### WORK ITEM
Give again, exactly as written, each line of the material below starting at the line that contains "crosses one incoming" and ending at the line that contains "Decrements both the". Both ends count, and no other line does.

Start of GIVEN RECORDS

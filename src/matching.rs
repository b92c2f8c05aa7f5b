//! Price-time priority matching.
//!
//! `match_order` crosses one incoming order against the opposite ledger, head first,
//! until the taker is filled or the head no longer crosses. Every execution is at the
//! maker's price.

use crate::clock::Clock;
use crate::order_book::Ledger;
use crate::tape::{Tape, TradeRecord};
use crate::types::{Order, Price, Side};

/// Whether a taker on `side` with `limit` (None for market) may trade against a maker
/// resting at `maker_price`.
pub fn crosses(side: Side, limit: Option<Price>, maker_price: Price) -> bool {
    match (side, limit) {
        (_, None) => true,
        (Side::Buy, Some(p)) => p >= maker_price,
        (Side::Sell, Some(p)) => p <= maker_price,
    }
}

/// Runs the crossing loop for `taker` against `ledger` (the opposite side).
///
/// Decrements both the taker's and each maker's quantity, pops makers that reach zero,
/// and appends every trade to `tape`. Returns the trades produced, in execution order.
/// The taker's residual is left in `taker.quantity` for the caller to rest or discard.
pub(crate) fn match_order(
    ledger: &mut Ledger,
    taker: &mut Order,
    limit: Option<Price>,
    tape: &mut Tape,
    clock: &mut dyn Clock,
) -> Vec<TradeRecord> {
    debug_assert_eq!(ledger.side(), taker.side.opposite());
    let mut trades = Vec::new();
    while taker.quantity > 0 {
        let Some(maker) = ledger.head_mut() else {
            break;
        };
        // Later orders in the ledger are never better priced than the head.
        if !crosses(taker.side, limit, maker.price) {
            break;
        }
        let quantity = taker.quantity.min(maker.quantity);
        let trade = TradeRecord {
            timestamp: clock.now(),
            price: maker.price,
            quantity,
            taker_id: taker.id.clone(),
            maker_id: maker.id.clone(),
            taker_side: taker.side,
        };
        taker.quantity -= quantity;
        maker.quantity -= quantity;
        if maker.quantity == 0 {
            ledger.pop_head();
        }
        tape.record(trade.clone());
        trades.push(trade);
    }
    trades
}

End of GIVEN RECORDS
Start of GIVEN RECORDS

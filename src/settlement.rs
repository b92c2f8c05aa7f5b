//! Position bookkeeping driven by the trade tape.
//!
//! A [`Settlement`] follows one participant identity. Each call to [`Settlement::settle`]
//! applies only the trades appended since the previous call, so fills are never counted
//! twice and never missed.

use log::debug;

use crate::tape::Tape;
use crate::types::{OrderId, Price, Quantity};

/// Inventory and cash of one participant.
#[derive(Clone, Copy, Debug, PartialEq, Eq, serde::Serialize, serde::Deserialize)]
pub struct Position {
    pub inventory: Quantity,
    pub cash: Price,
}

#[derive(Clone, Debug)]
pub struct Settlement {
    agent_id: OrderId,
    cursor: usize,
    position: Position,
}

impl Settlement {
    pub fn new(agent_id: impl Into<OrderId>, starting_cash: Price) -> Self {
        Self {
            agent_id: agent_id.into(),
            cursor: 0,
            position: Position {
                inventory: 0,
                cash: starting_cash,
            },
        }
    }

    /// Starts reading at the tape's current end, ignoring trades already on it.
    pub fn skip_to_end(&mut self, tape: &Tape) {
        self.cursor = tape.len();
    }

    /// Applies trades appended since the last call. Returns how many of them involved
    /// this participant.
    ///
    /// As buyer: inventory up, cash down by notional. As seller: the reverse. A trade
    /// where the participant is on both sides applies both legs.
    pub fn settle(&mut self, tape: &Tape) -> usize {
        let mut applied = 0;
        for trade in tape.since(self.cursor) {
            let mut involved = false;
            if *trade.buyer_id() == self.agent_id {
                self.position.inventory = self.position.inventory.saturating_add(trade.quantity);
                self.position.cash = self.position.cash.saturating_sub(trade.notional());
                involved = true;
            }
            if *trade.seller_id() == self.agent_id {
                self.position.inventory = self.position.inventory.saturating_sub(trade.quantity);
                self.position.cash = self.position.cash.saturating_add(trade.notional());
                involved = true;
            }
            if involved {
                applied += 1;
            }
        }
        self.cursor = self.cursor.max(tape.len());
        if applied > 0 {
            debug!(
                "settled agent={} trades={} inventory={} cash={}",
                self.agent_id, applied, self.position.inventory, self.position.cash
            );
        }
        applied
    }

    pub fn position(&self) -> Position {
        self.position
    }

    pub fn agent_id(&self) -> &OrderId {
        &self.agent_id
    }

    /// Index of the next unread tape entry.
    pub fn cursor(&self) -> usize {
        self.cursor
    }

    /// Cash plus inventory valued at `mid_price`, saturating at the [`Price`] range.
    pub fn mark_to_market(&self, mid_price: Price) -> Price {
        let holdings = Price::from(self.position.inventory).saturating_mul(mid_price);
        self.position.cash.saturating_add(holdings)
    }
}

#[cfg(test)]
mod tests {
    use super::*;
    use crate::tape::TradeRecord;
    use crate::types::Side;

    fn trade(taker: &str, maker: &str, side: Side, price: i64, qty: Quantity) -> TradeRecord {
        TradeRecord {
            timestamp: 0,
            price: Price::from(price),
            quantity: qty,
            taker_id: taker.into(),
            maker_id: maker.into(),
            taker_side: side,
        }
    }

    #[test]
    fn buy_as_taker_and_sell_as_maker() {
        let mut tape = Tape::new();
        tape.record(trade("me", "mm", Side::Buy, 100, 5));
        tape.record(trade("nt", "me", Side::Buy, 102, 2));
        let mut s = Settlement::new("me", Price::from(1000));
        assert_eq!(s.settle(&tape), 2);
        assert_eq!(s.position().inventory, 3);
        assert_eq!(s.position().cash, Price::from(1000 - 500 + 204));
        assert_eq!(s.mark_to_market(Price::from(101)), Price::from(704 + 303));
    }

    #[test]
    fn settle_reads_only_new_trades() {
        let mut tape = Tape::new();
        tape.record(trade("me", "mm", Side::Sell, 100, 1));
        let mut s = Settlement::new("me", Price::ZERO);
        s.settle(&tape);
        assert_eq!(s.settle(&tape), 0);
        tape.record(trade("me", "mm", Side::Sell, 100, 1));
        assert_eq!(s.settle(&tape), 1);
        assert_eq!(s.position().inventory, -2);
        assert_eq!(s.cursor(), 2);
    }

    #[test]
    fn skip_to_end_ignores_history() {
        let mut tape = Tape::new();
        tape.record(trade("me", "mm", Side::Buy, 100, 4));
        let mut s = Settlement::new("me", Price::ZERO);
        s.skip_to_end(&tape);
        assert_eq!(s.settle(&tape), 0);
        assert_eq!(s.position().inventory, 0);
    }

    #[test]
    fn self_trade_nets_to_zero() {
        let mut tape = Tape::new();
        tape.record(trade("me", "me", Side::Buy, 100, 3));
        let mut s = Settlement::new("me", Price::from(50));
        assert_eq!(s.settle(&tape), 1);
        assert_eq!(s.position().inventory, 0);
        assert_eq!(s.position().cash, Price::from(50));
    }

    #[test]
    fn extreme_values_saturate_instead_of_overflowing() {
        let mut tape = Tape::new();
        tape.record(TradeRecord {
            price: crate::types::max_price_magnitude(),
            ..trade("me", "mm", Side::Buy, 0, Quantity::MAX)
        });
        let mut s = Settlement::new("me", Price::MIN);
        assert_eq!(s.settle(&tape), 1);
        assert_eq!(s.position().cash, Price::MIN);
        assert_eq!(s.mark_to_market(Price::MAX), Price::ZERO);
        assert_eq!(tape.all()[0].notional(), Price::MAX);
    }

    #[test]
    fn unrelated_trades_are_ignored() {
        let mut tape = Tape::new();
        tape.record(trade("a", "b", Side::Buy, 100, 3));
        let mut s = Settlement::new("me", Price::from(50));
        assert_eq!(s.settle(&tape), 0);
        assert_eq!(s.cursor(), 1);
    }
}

End of GIVEN RECORDS
Start of GIVEN RECORDS

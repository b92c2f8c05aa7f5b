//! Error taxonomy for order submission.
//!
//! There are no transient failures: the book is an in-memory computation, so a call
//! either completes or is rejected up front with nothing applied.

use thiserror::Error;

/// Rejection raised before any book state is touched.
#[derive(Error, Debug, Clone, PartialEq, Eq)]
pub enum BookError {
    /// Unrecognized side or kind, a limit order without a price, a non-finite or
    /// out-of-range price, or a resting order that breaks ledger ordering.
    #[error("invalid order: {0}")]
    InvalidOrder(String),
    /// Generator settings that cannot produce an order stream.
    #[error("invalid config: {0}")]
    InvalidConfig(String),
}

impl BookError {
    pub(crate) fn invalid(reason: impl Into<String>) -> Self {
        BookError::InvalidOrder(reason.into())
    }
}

End of GIVEN RECORDS

### TASK RESPONSE
//! `match_order` crosses one incoming order against the opposite ledger, head first,
//! until the taker is filled or the head no longer crosses. Every execution is at the
//! maker's price.

use crate::clock::Clock;
use crate::order_book::Ledger;
use crate::tape::{Tape, TradeRecord};
use crate::types::{Order, Price, Side};

/// Whether a taker on `side` with `limit` (None for market) may trade against a maker
/// resting at `maker_price`.
pub fn crosses(side: Side, limit: Option<Price>, maker_price: Price) -> bool {
    match (side, limit) {
        (_, None) => true,
        (Side::Buy, Some(p)) => p >= maker_price,
        (Side::Sell, Some(p)) => p <= maker_price,
    }
}

/// Runs the crossing loop for `taker` against `ledger` (the opposite side).
///
/// Decrements both the taker's and each maker's quantity, pops makers that reach zero,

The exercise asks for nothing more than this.